We propose a solution for each of these drawbacks. For the first drawback, we propose to put a cap on the total reward and penalty that APF provides. This solution limits the infinite feedback, and this process operates as follows: if a state is distinct, APF clamps the reward by the positive cap $pos_{cap}$ . Then, APF yields this clamped reward and updates the positive cap by subtracting the clamped reward. Once the positive cap is exhausted, the additional reward that APF provides becomes zero. We also apply the same principles for the penalty by providing a negative cap, $neg_{cap}$ . This solution limits the agent looping over distinct states or getting stuck in a state like the noisy TV problem [25]. Furthermore, as the total reward and penalty are known beforehand, this solution also simplifies the design of the utility function for personas. For the second drawback, we propose to cut these portions from the collected trajectories. Consequently, APF will not penalize the agent, as APF will be blind for this portion of the path.

We introduced two different APF approaches as each has its advantages and disadvantages. The advantage of APFCTS is that the CTS model can be trained from a trajectory that consists of a few frames. However, APFICM is more data-intensive compared to APFCTS. Furthermore, APFICM requires a previously trained agent for transfer learning, which is not required for APFCTS. Nevertheless, as APFCTS operates directly on pixels, a slight noise in a frame would decrease the recoding probability.

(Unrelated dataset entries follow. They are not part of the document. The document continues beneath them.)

//! Field codecs.
//!
//! A codec maps between the value a caller reads and writes and the value
//! stored in the document.

use crate::entity::Entity;
use crate::error::{ModelError, ModelResult};
use serde::Serialize;
use serde::de::DeserializeOwned;
use serde_json::Value;
use std::fmt;
use std::marker::PhantomData;

/// Converts a field's exposed value to and from its stored representation.
///
/// `decode(encode(v))` must equal `v`: the mapper hands out the value a
/// caller set without re-decoding it, so the two directions have to agree.
/// Both directions see the owning instance, for codecs whose stored form
/// depends on other fields.
pub trait Codec: Send + Sync {
    /// Exposed value → stored value.
    fn encode(&self, value: &Value, owner: &Entity) -> ModelResult<Value>;

    /// Stored value → exposed value.
    fn decode(&self, stored: &Value, owner: &Entity) -> ModelResult<Value>;
}

/// A codec built from a pair of closures.
pub struct FnCodec<E, D> {
    encode: E,
    decode: D,
}

impl<E, D> FnCodec<E, D>
where
    E: Fn(&Value, &Entity) -> ModelResult<Value> + Send + Sync,
    D: Fn(&Value, &Entity) -> ModelResult<Value> + Send + Sync,
{
    pub fn new(encode: E, decode: D) -> Self {
        Self { encode, decode }
    }
}

impl<E, D> Codec for FnCodec<E, D>
where
    E: Fn(&Value, &Entity) -> ModelResult<Value> + Send + Sync,
    D: Fn(&Value, &Entity) -> ModelResult<Value> + Send + Sync,
{
    fn encode(&self, value: &Value, owner: &Entity) -> ModelResult<Value> {
        (self.encode)(value, owner)
    }

    fn decode(&self, stored: &Value, owner: &Entity) -> ModelResult<Value> {
        (self.decode)(stored, owner)
    }
}

impl<E, D> fmt::Debug for FnCodec<E, D> {
    fn fmt(&self, f: &mut fmt::Formatter<'_>) -> fmt::Result {
        f.write_str("FnCodec")
    }
}

/// A codec that passes values through `T`'s serde representation in both
/// directions, rejecting values `T` cannot represent.
pub struct SerdeCodec<T>(PhantomData<fn() -> T>);

impl<T> SerdeCodec<T> {
    pub fn new() -> Self {
        Self(PhantomData)
    }
}

impl<T> Default for SerdeCodec<T> {
    fn default() -> Self {
        Self::new()
    }
}

impl<T> fmt::Debug for SerdeCodec<T> {
    fn fmt(&self, f: &mut fmt::Formatter<'_>) -> fmt::Result {
        write!(f, "SerdeCodec<{}>", std::any::type_name::<T>())
    }
}

impl<T: Serialize + DeserializeOwned> SerdeCodec<T> {
    fn normalize(value: &Value) -> ModelResult<Value> {
        let typed: T = serde_json::from_value(value.clone()).map_err(|e| {
            ModelError::InvalidValue(format!(
                "{value} is not a valid {}: {e}",
                std::any::type_name::<T>()
            ))
        })?;
        Ok(serde_json::to_value(typed)?)
    }
}

impl<T: Serialize + DeserializeOwned> Codec for SerdeCodec<T> {
    fn encode(&self, value: &Value, _owner: &Entity) -> ModelResult<Value> {
        Self::normalize(value)
    }

    fn decode(&self, stored: &Value, _owner: &Entity) -> ModelResult<Value> {
        Self::normalize(stored)
    }
}
//! Structural document diff.
//!
//! [`diff`] computes the smallest document that, deep-merged onto
//! `original`, yields every changed leaf of `current` outside the top-level
//! server-managed attributes. Nested objects are
//! compared key by key; any other value (scalars and arrays alike) is
//! compared whole.
//!
//! Keys present in `original` but missing from `current` do not appear in
//! the result. A partial update therefore never removes attributes;
//! removals go through a full replace.

use docbind_types::{Document, is_reserved_key};
use serde_json::Value;

/// Returns the keys of `current` whose values differ from `original`,
/// recursing into objects present on both sides.
///
/// Top-level server-managed attributes (`ref`, `ts`, `class`) never appear
/// in the result. Below the top level those names are ordinary keys.
#[must_use]
pub fn diff(original: &Document, current: &Document) -> Document {
    let mut patch = diff_objects(original, current);
    patch.retain(|key, _| !is_reserved_key(key));
    patch
}

/// The changes a partial update carries; the same as [`diff`].
#[must_use]
pub fn update_diff(original: &Document, current: &Document) -> Document {
    diff(original, current)
}

fn diff_objects(original: &Document, current: &Document) -> Document {
    let mut patch = Document::new();
    for (key, value) in current {
        match (original.get(key), value) {
            (Some(Value::Object(before)), Value::Object(after)) => {
                let nested = diff_objects(before, after);
                if !nested.is_empty() {
                    patch.insert(key.clone(), Value::Object(nested));
                }
            }
            (Some(before), after) if before == after => {}
            _ => {
                patch.insert(key.clone(), value.clone());
            }
        }
    }
    patch
}
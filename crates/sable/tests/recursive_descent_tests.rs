//! End-to-end behavior of the backtracking recursive-descent parser,
//! including left recursion through the full lex-then-parse pipeline.

use sable::grammar::{Grammar, PrecedenceTable, Production};
use sable::intern::Context;
use sable::lexer::{LexerAction, LexerGenerator, RegexLexerGenerator};
use sable::parser::{ParserGenerator, RecursiveDescentGenerator};
use sable::symbol::Symbol;

#[test]
fn left_recursion_terminates_with_a_full_tree() {
    let mut ctx = Context::new();
    let x = ctx.terminal("x");
    let plus = ctx.terminal("+");
    let e = ctx.non_terminal("E");

    let grammar = Grammar::new(
        &ctx,
        "expr",
        e,
        vec![
            Production::new(e, vec![e, plus, e]),
            Production::new(e, vec![x]),
        ],
        PrecedenceTable::default(),
    );

    let lexer = RegexLexerGenerator
        .generate(
            &ctx,
            &[
                LexerAction::token("x", x),
                LexerAction::token("\\+", plus),
            ],
        )
        .into_lexer()
        .expect("lexer generation succeeded");
    let parser = RecursiveDescentGenerator
        .generate(&grammar)
        .into_parser()
        .expect("generation never fails");

    let outcome = parser.parse(&mut lexer.lex("x+x+x"));
    assert!(outcome.succeeded(), "errors: {:?}", outcome.errors);
    let tree = outcome.parse_tree().expect("parse succeeded");

    // the whole input is consumed
    assert_eq!(tree.text(), "x+x+x");

    // same-precedence chains nest to the right: (x + (x + x))
    assert_eq!(tree.children().len(), 3);
    assert_eq!(tree.children()[0].children().len(), 1);
    assert_eq!(tree.children()[1].ty(), plus);
    let right = &tree.children()[2];
    assert_eq!(right.children().len(), 3);
    assert_eq!(right.children()[2].children().len(), 1);
}

#[test]
fn backtracking_tries_alternatives_in_declaration_order() {
    let mut ctx = Context::new();
    let a = ctx.terminal("a");
    let b = ctx.terminal("b");
    let s = ctx.non_terminal("S");

    // both alternatives start with a; only the second can finish the input
    let grammar = Grammar::new(
        &ctx,
        "backtrack",
        s,
        vec![
            Production::new(s, vec![a, a]),
            Production::new(s, vec![a, b]),
        ],
        PrecedenceTable::default(),
    );

    let parser = RecursiveDescentGenerator
        .generate(&grammar)
        .into_parser()
        .expect("generation never fails");

    let tokens = vec![
        Symbol::leaf(a, "a", 1, 1),
        Symbol::leaf(b, "b", 1, 2),
        Symbol::leaf(ctx.eof_type(), "", 1, 3),
    ];
    let outcome = parser.parse_all(tokens);
    assert!(outcome.succeeded());
    let tree = outcome.parse_tree().expect("parse succeeded");
    assert_eq!(tree.children()[1].ty(), b);
}

#[test]
fn exhausted_alternatives_fail_cleanly() {
    let mut ctx = Context::new();
    let a = ctx.terminal("a");
    let b = ctx.terminal("b");
    let s = ctx.non_terminal("S");

    let grammar = Grammar::new(
        &ctx,
        "fail",
        s,
        vec![Production::new(s, vec![a, b])],
        PrecedenceTable::default(),
    );

    let parser = RecursiveDescentGenerator
        .generate(&grammar)
        .into_parser()
        .expect("generation never fails");

    let outcome = parser.parse_all(vec![
        Symbol::leaf(b, "b", 1, 1),
        Symbol::leaf(ctx.eof_type(), "", 1, 2),
    ]);
    assert!(!outcome.succeeded());
    assert!(outcome.parse_tree().is_none());
}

Last but not least, though we presented the APF on top of exploration methods CTS and ICM, APF may also be formulated on other exploration methods such as exemplar models [13]. As APF depends on methods used in exploration, we need to draw a line between exploration and APF. The goal of exploration methods is to increase the agent’s knowledge about its environment during training. So that when we evaluate, this agent delivers top performance in this environment. The goal of APF is to help the agent to discover the different performances without changing the agent’s goal. Therefore during training, APF modulates the reward structure so that the old performances are penalized, and different performances are rewarded.

IV Experiments

In this paper, we used two different environments to test our proposals, GVG-AI [15] and VizDoom [16]. We describe the environments and the experimental setup in this section.

The first testbed game is created using the GVG-AI framework, shown in Figure 5. The game has a $14\times 20$ grid-size, and consists of an Avatar, Exits, static Monsters, Treasures, and Walls. The human player or an agent controls the Avatar. The game lasts until the Avatar goes to one of the Exits, or gets killed by a Monster, or until 200 timesteps. The action space consists of six actions No-Op, Attack, Left, Right, Up, and Down. GVG-AI framework is extended to run a game with more than one Door. The actor receives distinct feedback for the following interactions killing a Monster, getting killed by a Monster, collecting a Treasure, and colliding with a Door.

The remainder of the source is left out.